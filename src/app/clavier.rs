// src/app/clavier.rs
//
// Clavier — écouteur de niveau "document"
// ---------------------------------------
// - `Document` : registre des écouteurs de touches (niveau document, pas de focus).
// - `EcouteClavier` : jeton RAII ; le lâcher détache l’écouteur (pas de fuite entre vues).
// - Table des touches : noms DOM (`KeyboardEvent.key`) -> `Operation`.
//
// Un widget voisin qui garde le focus clavier (zone de texte) consomme ses touches :
// elles n’arrivent jamais ici. Ce module ne filtre rien lui-même.

use std::cell::{Cell, RefCell};
use std::collections::VecDeque;
use std::rc::{Rc, Weak};

use eframe::egui;
use tracing::{info, trace, warn};

use crate::noyau::{Operateur, Operation, Parenthese};

/// Touche reçue au niveau document (valeur DOM de `KeyboardEvent.key`).
#[derive(Clone, Debug, PartialEq, Eq)]
pub struct ToucheClavier {
    pub key: String,
}

impl ToucheClavier {
    pub fn new(key: impl Into<String>) -> Self {
        Self { key: key.into() }
    }
}

/// Réaction d’un écouteur.
#[derive(Clone, Copy, Debug, PartialEq, Eq)]
pub enum Reaction {
    Ignoree,
    Consommee { empecher_defaut: bool },
}

/* ------------------------ Table des touches ------------------------ */

/// Touche -> opération (1:1). `None` pour toute autre touche.
pub fn operation_pour_touche(key: &str) -> Option<Operation> {
    let op = match key {
        "Enter" | "=" => Operation::Evaluer,
        "Backspace" => Operation::Retour,
        "Escape" | "c" | "C" => Operation::Effacer,
        "." => Operation::Decimale,
        "(" => Operation::Parenthese(Parenthese::Ouvrante),
        ")" => Operation::Parenthese(Parenthese::Fermante),
        _ => {
            let mut it = key.chars();
            let c = it.next()?;
            if it.next().is_some() {
                return None;
            }
            if let Some(d) = c.to_digit(10) {
                Operation::Chiffre(d as u8)
            } else {
                Operation::Operateur(Operateur::depuis_symbole(c)?)
            }
        }
    };
    Some(op)
}

/// Touches dont l’action par défaut du navigateur (envoi, recherche rapide) est bloquée.
pub fn empeche_defaut(key: &str) -> bool {
    matches!(key, "Enter" | "/")
}

/* ------------------------ Registre document ------------------------ */

type Ecouteur = Rc<RefCell<dyn FnMut(&ToucheClavier) -> Reaction>>;
type Registre = RefCell<Vec<(u64, Ecouteur)>>;

/// Registre des écouteurs de touches de niveau document.
#[derive(Default)]
pub struct Document {
    ecouteurs: Rc<Registre>,
    prochain_id: Cell<u64>,
}

impl Document {
    /// Attache un écouteur ; il reste actif tant que le jeton rendu est vivant.
    #[must_use = "lâcher le jeton détache immédiatement l’écouteur"]
    pub fn ecouter(
        &self,
        nom: &'static str,
        ecouteur: impl FnMut(&ToucheClavier) -> Reaction + 'static,
    ) -> EcouteClavier {
        let id = self.prochain_id.get();
        self.prochain_id.set(id + 1);
        let ecouteur: Ecouteur = Rc::new(RefCell::new(ecouteur));
        self.ecouteurs.borrow_mut().push((id, ecouteur));
        info!(nom, id, "écouteur clavier attaché");

        EcouteClavier {
            id,
            nom,
            registre: Rc::downgrade(&self.ecouteurs),
        }
    }

    /// Diffuse une touche à tous les écouteurs vivants.
    /// Rend `true` si l’action par défaut doit être empêchée.
    ///
    /// Le registre n’est pas emprunté pendant les appels : un écouteur peut
    /// lâcher un jeton sans conflit d’emprunt.
    pub fn emettre(&self, touche: &ToucheClavier) -> bool {
        let instantane: Vec<(u64, Ecouteur)> = self.ecouteurs.borrow().clone();

        let mut empecher = false;
        for (id, ecouteur) in instantane {
            // détaché par un écouteur précédent de cette même diffusion
            if !self.ecouteurs.borrow().iter().any(|(i, _)| *i == id) {
                continue;
            }
            let Ok(mut f) = ecouteur.try_borrow_mut() else {
                warn!(id, key = %touche.key, "écouteur déjà en cours, touche ignorée");
                continue;
            };
            if let Reaction::Consommee { empecher_defaut } = (&mut *f)(touche) {
                empecher |= empecher_defaut;
            }
        }
        if empecher {
            trace!(key = %touche.key, "action par défaut empêchée");
        }
        empecher
    }

    pub(crate) fn nb_ecouteurs(&self) -> usize {
        self.ecouteurs.borrow().len()
    }
}

/// Jeton d’écoute : détache l’écouteur à la destruction.
pub struct EcouteClavier {
    id: u64,
    nom: &'static str,
    registre: Weak<Registre>,
}

impl Drop for EcouteClavier {
    fn drop(&mut self) {
        if let Some(registre) = self.registre.upgrade() {
            registre.borrow_mut().retain(|(id, _)| *id != self.id);
            info!(nom = self.nom, id = self.id, "écouteur clavier détaché");
        }
    }
}

impl std::fmt::Debug for EcouteClavier {
    fn fmt(&self, f: &mut std::fmt::Formatter<'_>) -> std::fmt::Result {
        f.debug_struct("EcouteClavier")
            .field("id", &self.id)
            .field("nom", &self.nom)
            .finish()
    }
}

/// File d’opérations partagée entre l’écouteur et la vue.
pub type FileOperations = Rc<RefCell<VecDeque<Operation>>>;

/// Écouteur de la calculatrice : traduit la touche et la met en file.
pub fn ecouteur_calculatrice(file: FileOperations) -> impl FnMut(&ToucheClavier) -> Reaction {
    move |touche| match operation_pour_touche(&touche.key) {
        Some(op) => {
            file.borrow_mut().push_back(op);
            Reaction::Consommee {
                empecher_defaut: empeche_defaut(&touche.key),
            }
        }
        None => Reaction::Ignoree,
    }
}

/* ------------------------ Pont egui ------------------------ */

/// Événements egui -> touches DOM.
/// Les caractères viennent de `Text` (déjà avec Maj/clavier local) ;
/// seules Enter/Backspace/Escape viennent de `Key` (pas de doublon).
pub fn touches_depuis_egui(events: &[egui::Event]) -> Vec<ToucheClavier> {
    let mut out = Vec::new();
    for ev in events {
        match ev {
            egui::Event::Text(t) => {
                out.extend(t.chars().map(|c| ToucheClavier::new(c.to_string())));
            }
            egui::Event::Key {
                key, pressed: true, ..
            } => {
                let nom = match key {
                    egui::Key::Enter => "Enter",
                    egui::Key::Backspace => "Backspace",
                    egui::Key::Escape => "Escape",
                    _ => continue,
                };
                out.push(ToucheClavier::new(nom));
            }
            _ => {}
        }
    }
    out
}

/// Retire de la file egui les touches dont l’action par défaut est empêchée :
/// aucun widget (bouton focalisé, etc.) ne les verra plus dans cette frame.
pub fn retirer_des_evenements(events: &mut Vec<egui::Event>, empechees: &[ToucheClavier]) {
    if empechees.is_empty() {
        return;
    }
    let empeche = |nom: &str| empechees.iter().any(|t| t.key == nom);

    events.retain_mut(|ev| match ev {
        egui::Event::Text(t) => {
            t.retain(|c| !empeche(c.encode_utf8(&mut [0; 4])));
            !t.is_empty()
        }
        egui::Event::Key { key, .. } => match key {
            egui::Key::Enter => !empeche("Enter"),
            egui::Key::Slash => !empeche("/"),
            _ => true,
        },
        _ => true,
    });
}

#[cfg(test)]
mod tests {
    use super::*;

    #[test]
    fn table_des_touches() {
        assert_eq!(operation_pour_touche("7"), Some(Operation::Chiffre(7)));
        assert_eq!(
            operation_pour_touche("*"),
            Some(Operation::Operateur(Operateur::Fois))
        );
        assert_eq!(
            operation_pour_touche("/"),
            Some(Operation::Operateur(Operateur::Divise))
        );
        assert_eq!(
            operation_pour_touche("-"),
            Some(Operation::Operateur(Operateur::Moins))
        );
        assert_eq!(
            operation_pour_touche("("),
            Some(Operation::Parenthese(Parenthese::Ouvrante))
        );
        assert_eq!(operation_pour_touche("="), Some(Operation::Evaluer));
        assert_eq!(operation_pour_touche("Enter"), Some(Operation::Evaluer));
        assert_eq!(operation_pour_touche("Backspace"), Some(Operation::Retour));
        assert_eq!(operation_pour_touche("C"), Some(Operation::Effacer));
        assert_eq!(operation_pour_touche("Escape"), Some(Operation::Effacer));
        assert_eq!(operation_pour_touche("a"), None);
        assert_eq!(operation_pour_touche("F5"), None);
        assert_eq!(operation_pour_touche(""), None);
    }

    #[test]
    fn defaut_empeche() {
        assert!(empeche_defaut("Enter"));
        assert!(empeche_defaut("/"));
        assert!(!empeche_defaut("5"));
    }

    #[test]
    fn ecoute_liee_au_jeton() {
        let doc = Document::default();
        let file = FileOperations::default();

        let jeton = doc.ecouter("calculatrice", ecouteur_calculatrice(file.clone()));
        assert_eq!(doc.nb_ecouteurs(), 1);

        assert!(!doc.emettre(&ToucheClavier::new("4")));
        assert!(doc.emettre(&ToucheClavier::new("Enter")));
        assert!(!doc.emettre(&ToucheClavier::new("x")));
        assert_eq!(
            file.borrow().iter().copied().collect::<Vec<_>>(),
            vec![Operation::Chiffre(4), Operation::Evaluer]
        );

        drop(jeton);
        assert_eq!(doc.nb_ecouteurs(), 0);
        doc.emettre(&ToucheClavier::new("9"));
        assert_eq!(file.borrow().len(), 2);
    }

    #[test]
    fn ecouteur_qui_lache_un_jeton() {
        let doc = Document::default();
        let jeton_b: Rc<RefCell<Option<EcouteClavier>>> = Rc::default();
        let vus = Rc::new(Cell::new(0));

        let cible = jeton_b.clone();
        let _a = doc.ecouter("a", move |_| {
            // lâche B (et donc l’emprunt du registre) pendant la diffusion
            cible.borrow_mut().take();
            Reaction::Ignoree
        });
        let compteur = vus.clone();
        *jeton_b.borrow_mut() = Some(doc.ecouter("b", move |_| {
            compteur.set(compteur.get() + 1);
            Reaction::Ignoree
        }));

        doc.emettre(&ToucheClavier::new("1"));
        assert_eq!(doc.nb_ecouteurs(), 1);
        assert_eq!(vus.get(), 0);
    }

    #[test]
    fn retrait_des_touches_empechees() {
        let enter = |pressed| egui::Event::Key {
            key: egui::Key::Enter,
            physical_key: None,
            pressed,
            repeat: false,
            modifiers: egui::Modifiers::NONE,
        };
        let mut events = vec![
            egui::Event::Text("8/2".to_string()),
            egui::Event::Text("/".to_string()),
            enter(true),
            enter(false),
            egui::Event::Key {
                key: egui::Key::Backspace,
                physical_key: None,
                pressed: true,
                repeat: false,
                modifiers: egui::Modifiers::NONE,
            },
        ];

        retirer_des_evenements(
            &mut events,
            &[ToucheClavier::new("/"), ToucheClavier::new("Enter")],
        );

        assert_eq!(events.len(), 2);
        assert_eq!(events[0], egui::Event::Text("82".to_string()));
        assert!(matches!(
            events[1],
            egui::Event::Key {
                key: egui::Key::Backspace,
                ..
            }
        ));
    }

    #[test]
    fn jeton_survit_au_document() {
        let jeton = {
            let doc = Document::default();
            doc.ecouter("calculatrice", |_| Reaction::Ignoree)
        };
        // le registre n’existe plus : le drop ne fait rien
        drop(jeton);
    }

    #[test]
    fn pont_egui() {
        let events = vec![
            egui::Event::Text("1+".to_string()),
            egui::Event::Key {
                key: egui::Key::Enter,
                physical_key: None,
                pressed: true,
                repeat: false,
                modifiers: egui::Modifiers::NONE,
            },
            egui::Event::Key {
                key: egui::Key::Enter,
                physical_key: None,
                pressed: false,
                repeat: false,
                modifiers: egui::Modifiers::NONE,
            },
            egui::Event::Key {
                key: egui::Key::Num5,
                physical_key: None,
                pressed: true,
                repeat: false,
                modifiers: egui::Modifiers::NONE,
            },
        ];
        let touches: Vec<String> = touches_depuis_egui(&events)
            .into_iter()
            .map(|t| t.key)
            .collect();
        assert_eq!(touches, vec!["1", "+", "Enter"]);
    }
}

☆ ☆ ☆ ☆ ☆

Exercise brief
Set down the lines of the listing word for word, from its first line through the line containing "let mut it = key.chars();". Both of those lines belong in the answer, and no others do.

Your response
filename src/app/clavier.rs
// src/app/clavier.rs
//
// Clavier — écouteur de niveau "document"
// ---------------------------------------
// - `Document` : registre des écouteurs de touches (niveau document, pas de focus).
// - `EcouteClavier` : jeton RAII ; le lâcher détache l’écouteur (pas de fuite entre vues).
// - Table des touches : noms DOM (`KeyboardEvent.key`) -> `Operation`.
//
// Un widget voisin qui garde le focus clavier (zone de texte) consomme ses touches :
// elles n’arrivent jamais ici. Ce module ne filtre rien lui-même.

use std::cell::{Cell, RefCell};
use std::collections::VecDeque;
use std::rc::{Rc, Weak};

use eframe::egui;
use tracing::{info, trace, warn};

use crate::noyau::{Operateur, Operation, Parenthese};

/// Touche reçue au niveau document (valeur DOM de `KeyboardEvent.key`).
#[derive(Clone, Debug, PartialEq, Eq)]
pub struct ToucheClavier {
    pub key: String,
}

impl ToucheClavier {
    pub fn new(key: impl Into<String>) -> Self {
        Self { key: key.into() }
    }
}

/// Réaction d’un écouteur.
#[derive(Clone, Copy, Debug, PartialEq, Eq)]
pub enum Reaction {
    Ignoree,
    Consommee { empecher_defaut: bool },
}

/* ------------------------ Table des touches ------------------------ */

/// Touche -> opération (1:1). `None` pour toute autre touche.
pub fn operation_pour_touche(key: &str) -> Option<Operation> {
    let op = match key {
        "Enter" | "=" => Operation::Evaluer,
        "Backspace" => Operation::Retour,
        "Escape" | "c" | "C" => Operation::Effacer,
        "." => Operation::Decimale,
        "(" => Operation::Parenthese(Parenthese::Ouvrante),
        ")" => Operation::Parenthese(Parenthese::Fermante),
        _ => {
            let mut it = key.chars();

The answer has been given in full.